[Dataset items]

⁂

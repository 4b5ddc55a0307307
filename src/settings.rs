use std::path::{Path, PathBuf};

use serde::{Deserialize, Serialize};

use crate::error::{OutletError, Result};

#[derive(Debug, Clone, Serialize, Deserialize)]
pub struct Settings {
    pub data_dir: String,
    #[serde(default)]
    pub user_name: String,
    #[serde(default = "default_log_level")]
    pub log_level: String,
    #[serde(default)]
    pub sources: Sources,
}

/// Source files and folders, relative to `data_dir` unless absolute.
#[derive(Debug, Clone, Serialize, Deserialize)]
#[serde(default)]
pub struct Sources {
    pub pnl: String,
    pub cash_variance: String,
    pub food_cost: String,
    pub inventory: String,
    pub dish_costing: String,
    pub sales_dir: String,
    pub swiggy_pos: String,
    pub swiggy_mapping: String,
    pub swiggy_platform: String,
    pub swiggy_pos_input: String,
    pub swiggy_platform_input: String,
}

impl Default for Sources {
    fn default() -> Self {
        Self {
            pnl: "PnL.csv".to_string(),
            cash_variance: "CVR.csv".to_string(),
            food_cost: "foodcost_category.csv".to_string(),
            inventory: "inventory_loss.csv".to_string(),
            dish_costing: "dish.csv".to_string(),
            sales_dir: "Input files".to_string(),
            swiggy_pos: "swiggy_pos.csv".to_string(),
            swiggy_mapping: "swiggy_mapping_table.xlsx".to_string(),
            swiggy_platform: "swiggy_source.csv".to_string(),
            swiggy_pos_input: "pos_input_swiggy".to_string(),
            swiggy_platform_input: "swiggy_input".to_string(),
        }
    }
}

impl Sources {
    pub fn entries(&self) -> [(&'static str, &str); 11] {
        [
            ("pnl", self.pnl.as_str()),
            ("cash_variance", self.cash_variance.as_str()),
            ("food_cost", self.food_cost.as_str()),
            ("inventory", self.inventory.as_str()),
            ("dish_costing", self.dish_costing.as_str()),
            ("sales_dir", self.sales_dir.as_str()),
            ("swiggy_pos", self.swiggy_pos.as_str()),
            ("swiggy_mapping", self.swiggy_mapping.as_str()),
            ("swiggy_platform", self.swiggy_platform.as_str()),
            ("swiggy_pos_input", self.swiggy_pos_input.as_str()),
            ("swiggy_platform_input", self.swiggy_platform_input.as_str()),
        ]
    }
}

fn default_log_level() -> String {
    "warn".to_string()
}

impl Default for Settings {
    fn default() -> Self {
        Self {
            data_dir: default_data_dir().to_string_lossy().to_string(),
            user_name: String::new(),
            log_level: default_log_level(),
            sources: Sources::default(),
        }
    }
}

impl Settings {
    /// Resolve a configured source against the data directory.
    pub fn resolve(&self, source: &str) -> PathBuf {
        let path = Path::new(source);
        if path.is_absolute() {
            path.to_path_buf()
        } else {
            PathBuf::from(&self.data_dir).join(path)
        }
    }

    pub fn exports_dir(&self) -> PathBuf {
        PathBuf::from(&self.data_dir).join("exports")
    }
}

fn config_dir() -> PathBuf {
    dirs::home_dir()
        .unwrap_or_else(|| PathBuf::from("."))
        .join(".config")
        .join("outletbook")
}

pub fn settings_path() -> PathBuf {
    config_dir().join("settings.json")
}

fn default_data_dir() -> PathBuf {
    dirs::home_dir()
        .unwrap_or_else(|| PathBuf::from("."))
        .join("Documents")
        .join("outletbook")
}

pub fn load_settings() -> Settings {
    load_settings_from(&settings_path())
}

fn load_settings_from(path: &Path) -> Settings {
    if path.exists() {
        let content = std::fs::read_to_string(path).unwrap_or_default();
        match serde_json::from_str(&content) {
            Ok(settings) => settings,
            Err(e) => {
                tracing::warn!(path = %path.display(), error = %e, "unreadable settings, using defaults");
                Settings::default()
            }
        }
    } else {
        Settings::default()
    }
}

pub fn save_settings(settings: &Settings) -> Result<()> {
    save_settings_to(settings, &settings_path())
}

fn save_settings_to(settings: &Settings, path: &Path) -> Result<()> {
    if let Some(dir) = path.parent() {
        std::fs::create_dir_all(dir)?;
    }
    let json = serde_json::to_string_pretty(settings)
        .map_err(|e| OutletError::Settings(e.to_string()))?;
    std::fs::write(path, format!("{json}\n"))?;
    Ok(())
}

pub fn shellexpand_path(path: &str) -> String {
    if path.starts_with('~') {
        if let Some(home) = dirs::home_dir() {
            return path.replacen('~', &home.to_string_lossy(), 1);
        }
    }
    std::fs::canonicalize(path)
        .unwrap_or_else(|_| PathBuf::from(path))
        .to_string_lossy()
        .to_string()
}

#[cfg(test)]
mod tests {
    use super::*;

    #[test]
    fn test_save_and_load_roundtrip() {
        let dir = tempfile::tempdir().unwrap();
        let path = dir.path().join("nested").join("settings.json");
        let mut settings = Settings {
            data_dir: "/tmp/outlets".to_string(),
            user_name: "Surya".to_string(),
            ..Settings::default()
        };
        settings.sources.pnl = "finance/PnL.csv".to_string();
        save_settings_to(&settings, &path).unwrap();
        let loaded = load_settings_from(&path);
        assert_eq!(loaded.user_name, "Surya");
        assert_eq!(loaded.data_dir, "/tmp/outlets");
        assert_eq!(loaded.sources.pnl, "finance/PnL.csv");
        assert_eq!(loaded.log_level, "warn");
    }

    #[test]
    fn test_load_returns_defaults_when_missing() {
        let dir = tempfile::tempdir().unwrap();
        let s = load_settings_from(&dir.path().join("absent.json"));
        assert!(s.user_name.is_empty());
        assert_eq!(s.sources.cash_variance, "CVR.csv");
        assert!(!s.data_dir.is_empty());
    }

    #[test]
    fn test_load_merges_with_defaults() {
        let json = r#"{"data_dir": "/tmp/test", "sources": {"dish_costing": "dishes.csv"}}"#;
        let s: Settings = serde_json::from_str(json).unwrap();
        assert_eq!(s.log_level, "warn");
        assert_eq!(s.sources.dish_costing, "dishes.csv");
        assert_eq!(s.sources.pnl, "PnL.csv");
    }

    #[test]
    fn test_resolve_relative_and_absolute() {
        let s = Settings {
            data_dir: "/data".to_string(),
            ..Settings::default()
        };
        assert_eq!(s.resolve("PnL.csv"), PathBuf::from("/data/PnL.csv"));
        assert_eq!(s.resolve("/elsewhere/CVR.csv"), PathBuf::from("/elsewhere/CVR.csv"));
    }
}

⁂

▸ TRY IT
Every entry above should come back exactly as written.

▸ FINISHED EXERCISE
repository 4b5ddc55a0307307
filename src/settings.rs
use std::path::{Path, PathBuf};

use serde::{Deserialize, Serialize};

use crate::error::{OutletError, Result};

#[derive(Debug, Clone, Serialize, Deserialize)]
pub struct Settings {
    pub data_dir: String,
    #[serde(default)]
    pub user_name: String,
    #[serde(default = "default_log_level")]
    pub log_level: String,
    #[serde(default)]
    pub sources: Sources,
}

/// Source files and folders, relative to `data_dir` unless absolute.
#[derive(Debug, Clone, Serialize, Deserialize)]
#[serde(default)]
pub struct Sources {
    pub pnl: String,
    pub cash_variance: String,
    pub food_cost: String,
    pub inventory: String,
    pub dish_costing: String,
    pub sales_dir: String,
    pub swiggy_pos: String,
    pub swiggy_mapping: String,
    pub swiggy_platform: String,
    pub swiggy_pos_input: String,
    pub swiggy_platform_input: String,
}

impl Default for Sources {
    fn default() -> Self {
        Self {
            pnl: "PnL.csv".to_string(),
            cash_variance: "CVR.csv".to_string(),
            food_cost: "foodcost_category.csv".to_string(),
            inventory: "inventory_loss.csv".to_string(),
            dish_costing: "dish.csv".to_string(),
            sales_dir: "Input files".to_string(),
            swiggy_pos: "swiggy_pos.csv".to_string(),
            swiggy_mapping: "swiggy_mapping_table.xlsx".to_string(),
            swiggy_platform: "swiggy_source.csv".to_string(),
            swiggy_pos_input: "pos_input_swiggy".to_string(),
            swiggy_platform_input: "swiggy_input".to_string(),
        }
    }
}

impl Sources {
    pub fn entries(&self) -> [(&'static str, &str); 11] {
        [
            ("pnl", self.pnl.as_str()),
            ("cash_variance", self.cash_variance.as_str()),
            ("food_cost", self.food_cost.as_str()),
            ("inventory", self.inventory.as_str()),
            ("dish_costing", self.dish_costing.as_str()),
            ("sales_dir", self.sales_dir.as_str()),
            ("swiggy_pos", self.swiggy_pos.as_str()),
            ("swiggy_mapping", self.swiggy_mapping.as_str()),
            ("swiggy_platform", self.swiggy_platform.as_str()),
            ("swiggy_pos_input", self.swiggy_pos_input.as_str()),
            ("swiggy_platform_input", self.swiggy_platform_input.as_str()),
        ]
    }
}

fn default_log_level() -> String {
    "warn".to_string()
}

impl Default for Settings {
    fn default() -> Self {
        Self {
            data_dir: default_data_dir().to_string_lossy().to_string(),
            user_name: String::new(),
            log_level: default_log_level(),
            sources: Sources::default(),
        }
    }
}

impl Settings {
    /// Resolve a configured source against the data directory.
    pub fn resolve(&self, source: &str) -> PathBuf {
        let path = Path::new(source);
        if path.is_absolute() {
            path.to_path_buf()
        } else {
            PathBuf::from(&self.data_dir).join(path)
        }
    }

    pub fn exports_dir(&self) -> PathBuf {
        PathBuf::from(&self.data_dir).join("exports")
    }
}

fn config_dir() -> PathBuf {
    dirs::home_dir()
        .unwrap_or_else(|| PathBuf::from("."))
        .join(".config")
        .join("outletbook")
}

pub fn settings_path() -> PathBuf {
    config_dir().join("settings.json")
}

fn default_data_dir() -> PathBuf {
    dirs::home_dir()
        .unwrap_or_else(|| PathBuf::from("."))
        .join("Documents")
        .join("outletbook")
}

pub fn load_settings() -> Settings {
    load_settings_from(&settings_path())
}

fn load_settings_from(path: &Path) -> Settings {
    if path.exists() {
        let content = std::fs::read_to_string(path).unwrap_or_default();
        match serde_json::from_str(&content) {
            Ok(settings) => settings,
            Err(e) => {
                tracing::warn!(path = %path.display(), error = %e, "unreadable settings, using defaults");
                Settings::default()
            }
        }
    } else {
        Settings::default()
    }
}

pub fn save_settings(settings: &Settings) -> Result<()> {
    save_settings_to(settings, &settings_path())
}

fn save_settings_to(settings: &Settings, path: &Path) -> Result<()> {
    if let Some(dir) = path.parent() {
        std::fs::create_dir_all(dir)?;
    }
    let json = serde_json::to_string_pretty(settings)
        .map_err(|e| OutletError::Settings(e.to_string()))?;
    std::fs::write(path, format!("{json}\n"))?;
    Ok(())
}

pub fn shellexpand_path(path: &str) -> String {
    if path.starts_with('~') {
        if let Some(home) = dirs::home_dir() {
            return path.replacen('~', &home.to_string_lossy(), 1);
        }
    }
    std::fs::canonicalize(path)
        .unwrap_or_else(|_| PathBuf::from(path))
        .to_string_lossy()
        .to_string()
}

#[cfg(test)]
mod tests {
    use super::*;

    #[test]
    fn test_save_and_load_roundtrip() {
        let dir = tempfile::tempdir().unwrap();
        let path = dir.path().join("nested").join("settings.json");
        let mut settings = Settings {
            data_dir: "/tmp/outlets".to_string(),
            user_name: "Surya".to_string(),
            ..Settings::default()
        };
        settings.sources.pnl = "finance/PnL.csv".to_string();
        save_settings_to(&settings, &path).unwrap();
        let loaded = load_settings_from(&path);
        assert_eq!(loaded.user_name, "Surya");
        assert_eq!(loaded.data_dir, "/tmp/outlets");
        assert_eq!(loaded.sources.pnl, "finance/PnL.csv");
        assert_eq!(loaded.log_level, "warn");
    }

    #[test]
    fn test_load_returns_defaults_when_missing() {
        let dir = tempfile::tempdir().unwrap();
        let s = load_settings_from(&dir.path().join("absent.json"));
        assert!(s.user_name.is_empty());
        assert_eq!(s.sources.cash_variance, "CVR.csv");
        assert!(!s.data_dir.is_empty());
    }

    #[test]
    fn test_load_merges_with_defaults() {
        let json = r#"{"data_dir": "/tmp/test", "sources": {"dish_costing": "dishes.csv"}}"#;
        let s: Settings = serde_json::from_str(json).unwrap();
        assert_eq!(s.log_level, "warn");
        assert_eq!(s.sources.dish_costing, "dishes.csv");
        assert_eq!(s.sources.pnl, "PnL.csv");
    }

    #[test]
    fn test_resolve_relative_and_absolute() {
        let s = Settings {
            data_dir: "/data".to_string(),
            ..Settings::default()
        };
        assert_eq!(s.resolve("PnL.csv"), PathBuf::from("/data/PnL.csv"));
        assert_eq!(s.resolve("/elsewhere/CVR.csv"), PathBuf::from("/elsewhere/CVR.csv"));
    }
}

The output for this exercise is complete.